**Entries shown**
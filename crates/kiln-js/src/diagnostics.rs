//! Translation of bundler diagnostics into source-located errors.
//!
//! Each bundler [`Message`] becomes a [`SourceError`]. When the message points
//! at a file we can open, the error carries the file's contents and a span so
//! miette can render the offending line; otherwise it degrades to plain text.

use std::fmt;

use miette::{LabeledSpan, NamedSource, SourceSpan};

use crate::assets::AssetFs;
use crate::bundler::{Message, NS_IMPORT, STDIN_MARKER};
use crate::Error;

/// A bundler diagnostic, optionally tied to a position in a source file.
#[derive(Debug)]
pub struct SourceError {
    message: String,
    position: Option<Position>,
}

#[derive(Debug)]
struct Position {
    file: String,
    line: u32,
    column: u32,
    source: NamedSource<String>,
    span: SourceSpan,
}

impl SourceError {
    /// A diagnostic with no usable location.
    pub fn plain(message: impl Into<String>) -> Self {
        Self {
            message: message.into(),
            position: None,
        }
    }

    /// A diagnostic located in `file`, whose full text is `content`.
    pub fn located(
        message: impl Into<String>,
        file: impl Into<String>,
        line: u32,
        column: u32,
        content: String,
    ) -> Self {
        let file = file.into();
        let offset = line_col_to_offset(&content, line, column).unwrap_or(content.len());
        let len = content[offset..].chars().next().map_or(0, char::len_utf8);
        Self {
            message: message.into(),
            position: Some(Position {
                source: NamedSource::new(file.clone(), content),
                span: SourceSpan::new(offset.into(), len),
                file,
                line,
                column,
            }),
        }
    }

    pub fn message(&self) -> &str {
        &self.message
    }

    pub fn file(&self) -> Option<&str> {
        self.position.as_ref().map(|p| p.file.as_str())
    }

    /// 1-based line, if located.
    pub fn line(&self) -> Option<u32> {
        self.position.as_ref().map(|p| p.line)
    }

    /// 1-based column, if located.
    pub fn column(&self) -> Option<u32> {
        self.position.as_ref().map(|p| p.column)
    }
}

impl fmt::Display for SourceError {
    fn fmt(&self, f: &mut fmt::Formatter<'_>) -> fmt::Result {
        match &self.position {
            Some(p) => write!(f, "{}:{}:{}: {}", p.file, p.line, p.column, self.message),
            None => f.write_str(&self.message),
        }
    }
}

impl std::error::Error for SourceError {}

impl miette::Diagnostic for SourceError {
    fn source_code(&self) -> Option<&dyn miette::SourceCode> {
        self.position
            .as_ref()
            .map(|p| &p.source as &dyn miette::SourceCode)
    }

    fn labels(&self) -> Option<Box<dyn Iterator<Item = LabeledSpan> + '_>> {
        let p = self.position.as_ref()?;
        Some(Box::new(std::iter::once(LabeledSpan::new_with_span(
            Some(self.message.clone()),
            p.span,
        ))))
    }
}

/// Byte offset of a 1-based line and column (columns count characters).
pub fn line_col_to_offset(source: &str, line: u32, column: u32) -> Option<usize> {
    let line_idx = usize::try_from(line).ok()?.checked_sub(1)?;
    let mut offset = 0;
    for (idx, text) in source.split('\n').enumerate() {
        if idx == line_idx {
            let col_idx = usize::try_from(column).ok()?.saturating_sub(1);
            let in_line = text
                .char_indices()
                .nth(col_idx)
                .map_or(text.len(), |(pos, _)| pos);
            return Some(offset + in_line);
        }
        offset += text.len() + 1;
    }
    None
}

/// Turns bundler messages into errors, opening sources for context.
#[derive(Debug, Clone, Copy)]
pub struct ErrorTranslator<'a> {
    assets: &'a dyn AssetFs,
    stdin: Option<(&'a str, &'a str)>,
}

impl<'a> ErrorTranslator<'a> {
    pub fn new(assets: &'a dyn AssetFs) -> Self {
        Self {
            assets,
            stdin: None,
        }
    }

    /// Names the resource bundled from memory and its contents, used for
    /// diagnostics located in the standard-input entry.
    pub fn with_stdin(mut self, source_path: &'a str, contents: &'a str) -> Self {
        self.stdin = Some((source_path, contents));
        self
    }

    /// Opens the file a diagnostic refers to: `(display name, contents)`.
    fn open(&self, file: &str) -> Option<(String, String)> {
        let ns_prefix = format!("{NS_IMPORT}:");
        if let Some(real) = file.strip_prefix(&ns_prefix) {
            // Namespaced imports are real files outside the asset tree's view.
            let content = std::fs::read_to_string(real).ok()?;
            return Some((real.to_string(), content));
        }

        if file == STDIN_MARKER {
            let (source_path, contents) = self.stdin?;
            return Some((source_path.to_string(), contents.to_string()));
        }

        let meta = self.assets.stat(file).filter(|m| !m.is_dir)?;
        let bytes = self.assets.read(&meta).ok()?;
        Some((
            meta.filename.to_string_lossy().into_owned(),
            String::from_utf8_lossy(&bytes).into_owned(),
        ))
    }

    pub fn translate(&self, message: &Message) -> SourceError {
        let text = message.text.replace(&format!("{NS_IMPORT}:"), "");
        let Some(location) = &message.location else {
            return SourceError::plain(text);
        };

        match self.open(&location.file) {
            Some((file, content)) => {
                SourceError::located(text, file, location.line, location.column, content)
            }
            None => {
                tracing::debug!(file = %location.file, "could not open diagnostic source");
                SourceError::plain(text)
            }
        }
    }

    /// The build error for a non-empty set of messages: the first message is
    /// the error, the rest are carried as secondary diagnostics.
    pub fn to_error(&self, messages: &[Message]) -> Option<Error> {
        let (first, rest) = messages.split_first()?;
        Some(Error::Bundler {
            primary: Box::new(self.translate(first)),
            secondary: rest.iter().map(|m| self.translate(m)).collect(),
        })
    }
}
//! Error types for the kiln CLI.
//!
//! Pipeline failures keep their [`kiln_js::Error`] so they render with source
//! snippets; everything else carries a hint for the user.

mod miette;

use std::path::PathBuf;

use thiserror::Error;

pub use self::miette::cli_error_to_miette;

#[derive(Debug, Error)]
pub enum CliError {
    #[error("Configuration error: {0}")]
    Config(#[from] ConfigError),

    /// The build itself failed.
    #[error(transparent)]
    Build(#[from] kiln_js::Error),

    /// An artifact could not be written to the output directory.
    #[error("Failed to write {}: {source}", path.display())]
    Write {
        path: PathBuf,
        #[source]
        source: std::io::Error,
    },

    #[error("I/O error: {0}")]
    Io(#[from] std::io::Error),
}

#[derive(Debug, Error)]
pub enum ConfigError {
    /// An explicitly requested config file does not exist.
    #[error("Config file not found: {}\n\nHint: Create kiln.toml or pass an existing file to --config", .0.display())]
    NotFound(PathBuf),

    /// The merged configuration does not deserialize.
    #[error("Invalid configuration: {0}\n\nHint: Check kiln.toml syntax and KILN_* environment variables")]
    Invalid(String),

    #[error("No asset roots configured\n\nHint: Set `assets = [\"assets\"]` in kiln.toml or pass --assets <DIR>")]
    NoAssetRoots,
}

impl From<figment::Error> for ConfigError {
    fn from(e: figment::Error) -> Self {
        ConfigError::Invalid(e.to_string())
    }
}

pub type Result<T> = std::result::Result<T, CliError>;

#[cfg(test)]
mod tests {
    use super::*;

    #[test]
    fn test_config_errors_carry_hints() {
        let err = CliError::from(ConfigError::NotFound(PathBuf::from("site.toml")));
        let text = err.to_string();
        assert!(text.contains("site.toml"), "{text}");
        assert!(text.contains("Hint:"), "{text}");
    }

    #[test]
    fn test_build_errors_are_transparent() {
        let err = CliError::from(kiln_js::Error::NoResources);
        assert_eq!(err.to_string(), "no resources to build");
    }
}
//! The build orchestrator.
//!
//! One [`Builder::build`] call decodes options, resolves entries and injects,
//! runs the bundler against a private temporary directory, and turns the
//! bundler's output into a [`Bundle`]: entry outputs, additional files and the
//! primary output's source map.

use std::path::{Path, PathBuf};
use std::sync::Arc;

use crate::assets::AssetFs;
use crate::bundler::{Bundler, BundlerOptions, Loader, Stdin};
use crate::classify::{self, AdditionalFile, EntryOutput, OutputLayout, ResolvedEntry};
use crate::client::ClientConfig;
use crate::diagnostics::ErrorTranslator;
use crate::options::{Options, OptionsMap};
use crate::resolve::resolve_component;
use crate::resource::Resource;
use crate::sourcemap::{self, SourceMapFile};
use crate::{EntryContext, Error, Result};

/// Prefix of the per-build temporary output directory.
const OUT_DIR_PREFIX: &str = "kiln-js";

/// Input resources plus the raw options map for one build.
#[derive(Debug, Clone)]
pub struct BuildRequest {
    pub resources: Vec<Resource>,
    pub options: OptionsMap,
}

impl BuildRequest {
    pub fn new(resources: Vec<Resource>, options: OptionsMap) -> Self {
        Self { resources, options }
    }

    /// Logical names of the input resources, in order.
    pub fn names(&self) -> Vec<&str> {
        self.resources.iter().map(Resource::name).collect()
    }
}

/// Everything a successful build produced, ready to publish.
#[derive(Debug, Clone, Default)]
pub struct Bundle {
    /// Entry outputs ordered by entry, the primary output first.
    pub entries: Vec<EntryOutput>,
    pub additional: Vec<AdditionalFile>,
    /// External map of the primary output, in external and linked modes.
    pub source_map: Option<SourceMapFile>,
}

/// Environment derived for one build from the options and the input.
#[derive(Debug, Clone)]
struct BuildEnv {
    /// Directory bare module imports are resolved from.
    working_dir: PathBuf,
    tsconfig: Option<PathBuf>,
    /// Publish path of the primary output.
    out_path: String,
    /// Logical directory of the primary output.
    publish_dir: String,
}

/// Runs builds against an asset tree and a bundler.
#[derive(Debug, Clone)]
pub struct Builder {
    assets: Arc<dyn AssetFs>,
    bundler: Arc<dyn Bundler>,
    config: ClientConfig,
}

impl Builder {
    pub fn new(assets: Arc<dyn AssetFs>, bundler: Arc<dyn Bundler>, config: ClientConfig) -> Self {
        Self {
            assets,
            bundler,
            config,
        }
    }

    pub fn assets(&self) -> &Arc<dyn AssetFs> {
        &self.assets
    }

    /// Builds `request` into a [`Bundle`].
    pub async fn build(&self, request: &BuildRequest) -> Result<Bundle> {
        let options = Options::decode(&request.options)?;
        let first = request.resources.first().ok_or(Error::NoResources)?;
        let env = self.build_env(&options, first);

        let inject = self
            .resolve_paths(&options.inject, EntryContext::Inject)?
            .into_iter()
            .map(|(_, filename)| filename)
            .collect();

        let mut bundler_options = options.to_bundler_options();
        bundler_options.inject = inject;
        bundler_options.resolve_dir = env.working_dir.clone();
        bundler_options.tsconfig = env.tsconfig.clone();

        let entries = if !options.entry_points.is_empty() {
            let resolved = self.resolve_paths(&options.entry_points, EntryContext::EntryPoints)?;
            file_entries(&mut bundler_options, resolved)
        } else if let [resource] = request.resources.as_slice() {
            bundler_options.stdin = Some(Stdin {
                contents: resource.content_str().into_owned(),
                resolve_dir: env.working_dir.clone(),
                sourcefile: resource.name().to_string(),
                source_dir: resource.dir().to_string(),
                loader: Loader::for_media_type(resource.media_type()),
            });
            vec![ResolvedEntry::Stdin {
                name: resource.name().to_string(),
            }]
        } else {
            let resolved = request
                .resources
                .iter()
                .map(|r| {
                    resolve_component(self.assets.as_ref(), r.name())
                        .filter(|meta| !meta.is_dir)
                        .map(|meta| (r.name().to_string(), meta.filename))
                        .ok_or_else(|| Error::ResourceNotFound(r.name().to_string()))
                })
                .collect::<Result<Vec<_>>>()?;
            file_entries(&mut bundler_options, resolved)
        };

        let multiple = request.resources.len() > 1;
        let out_dir = tempfile::Builder::new().prefix(OUT_DIR_PREFIX).tempdir()?;
        let out_dir_path = out_dir.path().to_path_buf();
        bundler_options.outdir = out_dir_path.clone();

        tracing::debug!(
            entries = entries.len(),
            out_path = %env.out_path,
            outdir = %out_dir_path.display(),
            "invoking bundler"
        );
        let result = self.bundler.build(bundler_options).await;
        drop(out_dir);

        if !result.errors.is_empty() {
            let mut translator = ErrorTranslator::new(self.assets.as_ref());
            let stdin_contents = first.content_str();
            if matches!(entries.first(), Some(ResolvedEntry::Stdin { .. })) {
                translator = translator.with_stdin(first.name(), &stdin_contents);
            }
            if let Some(err) = translator.to_error(&result.errors) {
                return Err(err);
            }
        }

        let layout = OutputLayout {
            out_dir: &out_dir_path,
            publish_dir: &env.publish_dir,
            primary_path: &env.out_path,
            multiple,
            source_map: options.source_map,
        };
        let mut classified = classify::classify(&entries, result.output_files, &layout)?;

        let mut source_map = None;
        if let Some(primary) = classified.entries.first_mut() {
            let contents = std::mem::take(&mut primary.contents);
            let (rewritten, map) = sourcemap::rewrite(
                options.source_map,
                contents,
                &env.out_path,
                classified.primary_map.take(),
            );
            primary.contents = rewritten;
            source_map = map;
        }

        Ok(Bundle {
            entries: classified.entries,
            additional: classified.additional,
            source_map,
        })
    }

    fn build_env(&self, options: &Options, first: &Resource) -> BuildEnv {
        let out_path = options
            .target_path
            .clone()
            .unwrap_or_else(|| replace_extension(first.target_path(), "js"));
        let publish_dir = out_path
            .rsplit_once('/')
            .map(|(dir, _)| dir.to_string())
            .unwrap_or_default();

        let tsconfig = self.config.tsconfig.clone().or_else(|| {
            self.assets
                .stat("tsconfig.json")
                .filter(|meta| !meta.is_dir)
                .map(|meta| meta.filename)
        });

        BuildEnv {
            working_dir: self.config.working_dir.clone(),
            tsconfig,
            out_path,
            publish_dir,
        }
    }

    /// Resolves caller-supplied relative paths to files in the asset tree.
    fn resolve_paths(
        &self,
        paths: &[String],
        context: EntryContext,
    ) -> Result<Vec<(String, PathBuf)>> {
        paths
            .iter()
            .map(|path| {
                if is_absolute(path) {
                    return Err(Error::AbsolutePath {
                        context,
                        path: path.clone(),
                    });
                }
                let meta = resolve_component(self.assets.as_ref(), path)
                    .filter(|meta| !meta.is_dir)
                    .ok_or_else(|| Error::UnresolvedEntry {
                        context,
                        path: path.clone(),
                    })?;
                tracing::debug!(%context, path, file = %meta.filename.display(), "resolved");
                Ok((path.clone(), meta.filename))
            })
            .collect()
    }
}

fn file_entries(
    bundler_options: &mut BundlerOptions,
    resolved: Vec<(String, PathBuf)>,
) -> Vec<ResolvedEntry> {
    bundler_options.entry_points = resolved.iter().map(|(_, f)| f.clone()).collect();
    resolved
        .into_iter()
        .map(|(import, filename)| ResolvedEntry::File { import, filename })
        .collect()
}

fn is_absolute(path: &str) -> bool {
    path.starts_with('/') || path.starts_with('\\') || Path::new(path).is_absolute()
}

/// Replaces the extension of the last path segment, adding one if missing.
fn replace_extension(path: &str, ext: &str) -> String {
    let (dir, file) = match path.rsplit_once('/') {
        Some((dir, file)) => (Some(dir), file),
        None => (None, path),
    };
    let stem = match file.rsplit_once('.') {
        Some((stem, _)) if !stem.is_empty() => stem,
        _ => file,
    };
    match dir {
        Some(dir) => format!("{dir}/{stem}.{ext}"),
        None => format!("{stem}.{ext}"),
    }
}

**What the task requires**
Copy out the data above word for word, starting at its first line and ending with the line that contains "the message points".

**Response for this exercise**
filename crates/kiln-js/src/diagnostics.rs
//! Translation of bundler diagnostics into source-located errors.
//!
//! Each bundler [`Message`] becomes a [`SourceError`]. When the message points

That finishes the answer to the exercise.